There are bars, and then there are dives. The former are all manners of drinking establishments, the latter are neighborhood institutions that feel as if they exist outside of time. And the term is only an affront to those who know no better.

"Dives is a good term, I like that term," said Shawn Doyle, owner and operator of Al's Cocktails in San Gabriel — a tried-and-true example of the genre on Las Tunas Dr. that's been open since 1945. Doyle remembers going to Al's on weekends for breakfast as a kid, a good decade before his mom bought the little watering hole in the mid-1980s.

Eventually, the siren call of the family business lured him in. Now, Doyle mans the bar and his 76-year-old mom works the back office. True to its status as a local spot, Doyle says 80% of their patrons are regulars whose names or faces they know.

"Dive bar means it's a little bit of a neighborhood bar, but it's no-frills," he said. "Just kind of a friendly atmosphere. You know you're going to get a good drink.

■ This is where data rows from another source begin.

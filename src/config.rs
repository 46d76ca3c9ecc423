//! Engine configuration

use crate::proxy::models::ACTIVE_THRESHOLD;
use crate::Result;
use serde::{Deserialize, Serialize};
use std::path::Path;
use std::time::Duration;

/// Default timeout for a single probe in seconds
pub const DEFAULT_TIMEOUT_SECS: u64 = 10;

/// Default number of endpoints validated at once
pub const DEFAULT_CONCURRENCY: usize = 50;

/// Default high-availability targets every candidate is probed against
pub const DEFAULT_TARGET_URLS: [&str; 3] = [
    "https://www.google.com",
    "https://www.cloudflare.com",
    "https://www.amazon.com",
];

/// Default local anonymizing relay (SOCKS)
pub const DEFAULT_RELAY_ADDR: &str = "127.0.0.1:9050";

const DEFAULT_RELAY_CHECK_SECS: u64 = 2;
const DEFAULT_SOURCE_TIMEOUT_SECS: u64 = 15;
const DEFAULT_LOOKUP_URL: &str = "https://ipinfo.io/json";
const DEFAULT_LOOKUP_TIMEOUT_SECS: u64 = 10;
const DEFAULT_USER_AGENT: &str = "Mozilla/5.0";

/// Configuration passed to the engine at construction
#[derive(Debug, Clone, PartialEq, Serialize, Deserialize)]
#[serde(default)]
pub struct EngineConfig {
    /// Timeout for each probe
    #[serde(rename = "timeout_secs", with = "secs")]
    pub timeout: Duration,
    /// Number of endpoints validated concurrently
    pub concurrency: usize,
    /// URLs every candidate is probed against, in order
    pub target_urls: Vec<String>,
    /// Minimum success ratio for the active tier
    pub active_threshold: f64,
    /// Address of the local relay control port
    pub relay_addr: String,
    #[serde(rename = "relay_check_secs", with = "secs")]
    pub relay_check_timeout: Duration,
    #[serde(rename = "source_timeout_secs", with = "secs")]
    pub source_timeout: Duration,
    /// Public address lookup service
    pub lookup_url: String,
    #[serde(rename = "lookup_timeout_secs", with = "secs")]
    pub lookup_timeout: Duration,
    /// User agent sent with probes
    pub user_agent: String,
    /// Path to MMDB file for geolocation (optional)
    pub mmdb_path: Option<String>,
}

impl Default for EngineConfig {
    fn default() -> Self {
        Self {
            timeout: Duration::from_secs(DEFAULT_TIMEOUT_SECS),
            concurrency: DEFAULT_CONCURRENCY,
            target_urls: DEFAULT_TARGET_URLS.iter().map(|u| u.to_string()).collect(),
            active_threshold: ACTIVE_THRESHOLD,
            relay_addr: DEFAULT_RELAY_ADDR.to_string(),
            relay_check_timeout: Duration::from_secs(DEFAULT_RELAY_CHECK_SECS),
            source_timeout: Duration::from_secs(DEFAULT_SOURCE_TIMEOUT_SECS),
            lookup_url: DEFAULT_LOOKUP_URL.to_string(),
            lookup_timeout: Duration::from_secs(DEFAULT_LOOKUP_TIMEOUT_SECS),
            user_agent: DEFAULT_USER_AGENT.to_string(),
            mmdb_path: None,
        }
    }
}

impl EngineConfig {
    pub fn new() -> Self {
        Self::default()
    }

    /// Load a JSON document; missing fields fall back to defaults
    pub fn from_json_file<P: AsRef<Path>>(path: P) -> Result<Self> {
        let content = std::fs::read_to_string(path)?;
        let config: Self = serde_json::from_str(&content)?;
        Ok(config)
    }

    pub fn with_timeout(mut self, timeout: Duration) -> Self {
        self.timeout = timeout;
        self
    }

    pub fn with_concurrency(mut self, concurrency: usize) -> Self {
        self.concurrency = concurrency;
        self
    }

    pub fn with_target_urls(mut self, urls: Vec<String>) -> Self {
        self.target_urls = urls;
        self
    }

    pub fn with_active_threshold(mut self, threshold: f64) -> Self {
        self.active_threshold = threshold;
        self
    }

    /// Re-derive the threshold from the target count as "more than half".
    ///
    /// The threshold becomes the smallest achievable ratio above one half,
    /// truncated to three decimals so that 2/3 yields 0.666.
    pub fn with_majority_threshold(mut self) -> Self {
        let n = self.target_urls.len().max(1);
        let needed = n / 2 + 1;
        self.active_threshold = ((needed as f64 / n as f64) * 1000.0).floor() / 1000.0;
        self
    }

    pub fn with_relay_addr(mut self, addr: String) -> Self {
        self.relay_addr = addr;
        self
    }

    pub fn with_lookup_url(mut self, url: String) -> Self {
        self.lookup_url = url;
        self
    }

    pub fn with_mmdb_path(mut self, path: String) -> Self {
        self.mmdb_path = Some(path);
        self
    }

    /// Concurrency clamped to at least one worker
    pub fn effective_concurrency(&self) -> usize {
        self.concurrency.max(1)
    }
}

mod secs {
    use serde::{Deserialize, Deserializer, Serializer};
    use std::time::Duration;

    pub fn serialize<S: Serializer>(d: &Duration, s: S) -> Result<S::Ok, S::Error> {
        s.serialize_f64(d.as_secs_f64())
    }

    pub fn deserialize<'de, D: Deserializer<'de>>(d: D) -> Result<Duration, D::Error> {
        let secs = f64::deserialize(d)?;
        if !secs.is_finite() || secs < 0.0 {
            return Err(serde::de::Error::custom("duration must be a non-negative number of seconds"));
        }
        Ok(Duration::from_secs_f64(secs))
    }
}

#[cfg(test)]
mod tests {
    use super::*;

    #[test]
    fn test_config_default() {
        let config = EngineConfig::default();
        assert_eq!(config.timeout, Duration::from_secs(DEFAULT_TIMEOUT_SECS));
        assert_eq!(config.concurrency, DEFAULT_CONCURRENCY);
        assert_eq!(config.target_urls.len(), 3);
        assert_eq!(config.active_threshold, 0.666);
        assert!(config.mmdb_path.is_none());
    }

    #[test]
    fn test_config_builder() {
        let config = EngineConfig::new()
            .with_timeout(Duration::from_secs(30))
            .with_concurrency(20)
            .with_target_urls(vec!["http://example.com".to_string()]);

        assert_eq!(config.timeout, Duration::from_secs(30));
        assert_eq!(config.concurrency, 20);
        assert_eq!(config.target_urls, vec!["http://example.com"]);
    }

    #[test]
    fn test_zero_concurrency_is_clamped() {
        let config = EngineConfig::new().with_concurrency(0);
        assert_eq!(config.effective_concurrency(), 1);
    }

    #[test]
    fn test_majority_threshold() {
        let three = EngineConfig::new().with_majority_threshold();
        assert_eq!(three.active_threshold, 0.666);

        let two = EngineConfig::new()
            .with_target_urls(vec!["http://a".into(), "http://b".into()])
            .with_majority_threshold();
        assert_eq!(two.active_threshold, 1.0);

        let five = EngineConfig::new()
            .with_target_urls((0..5).map(|i| format!("http://t{}", i)).collect())
            .with_majority_threshold();
        assert_eq!(five.active_threshold, 0.6);
    }

    #[test]
    fn test_partial_json_uses_defaults() {
        let config: EngineConfig =
            serde_json::from_str(r#"{"timeout_secs": 2.5, "concurrency": 8}"#).unwrap();
        assert_eq!(config.timeout, Duration::from_millis(2500));
        assert_eq!(config.concurrency, 8);
        assert_eq!(config.relay_addr, DEFAULT_RELAY_ADDR);
    }

    #[test]
    fn test_negative_duration_rejected() {
        let parsed: std::result::Result<EngineConfig, _> =
            serde_json::from_str(r#"{"timeout_secs": -1}"#);
        assert!(parsed.is_err());
    }
}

It's 'we're not gonna pay too much for it.'" Especially nowadays, when a fancy cocktail at a fancy place can set you back a $20 bill before tip, Al's and other dives still manage to charge a quarter of that — with none of that cocktail jigger nonsense. "You know, we're a small space and we just don't overcharge," Doyle said.

"It's not that we keep [prices] so low. It's other places charge way too much." Many of us have our go-to dives — and they come and go, the same way that we come and .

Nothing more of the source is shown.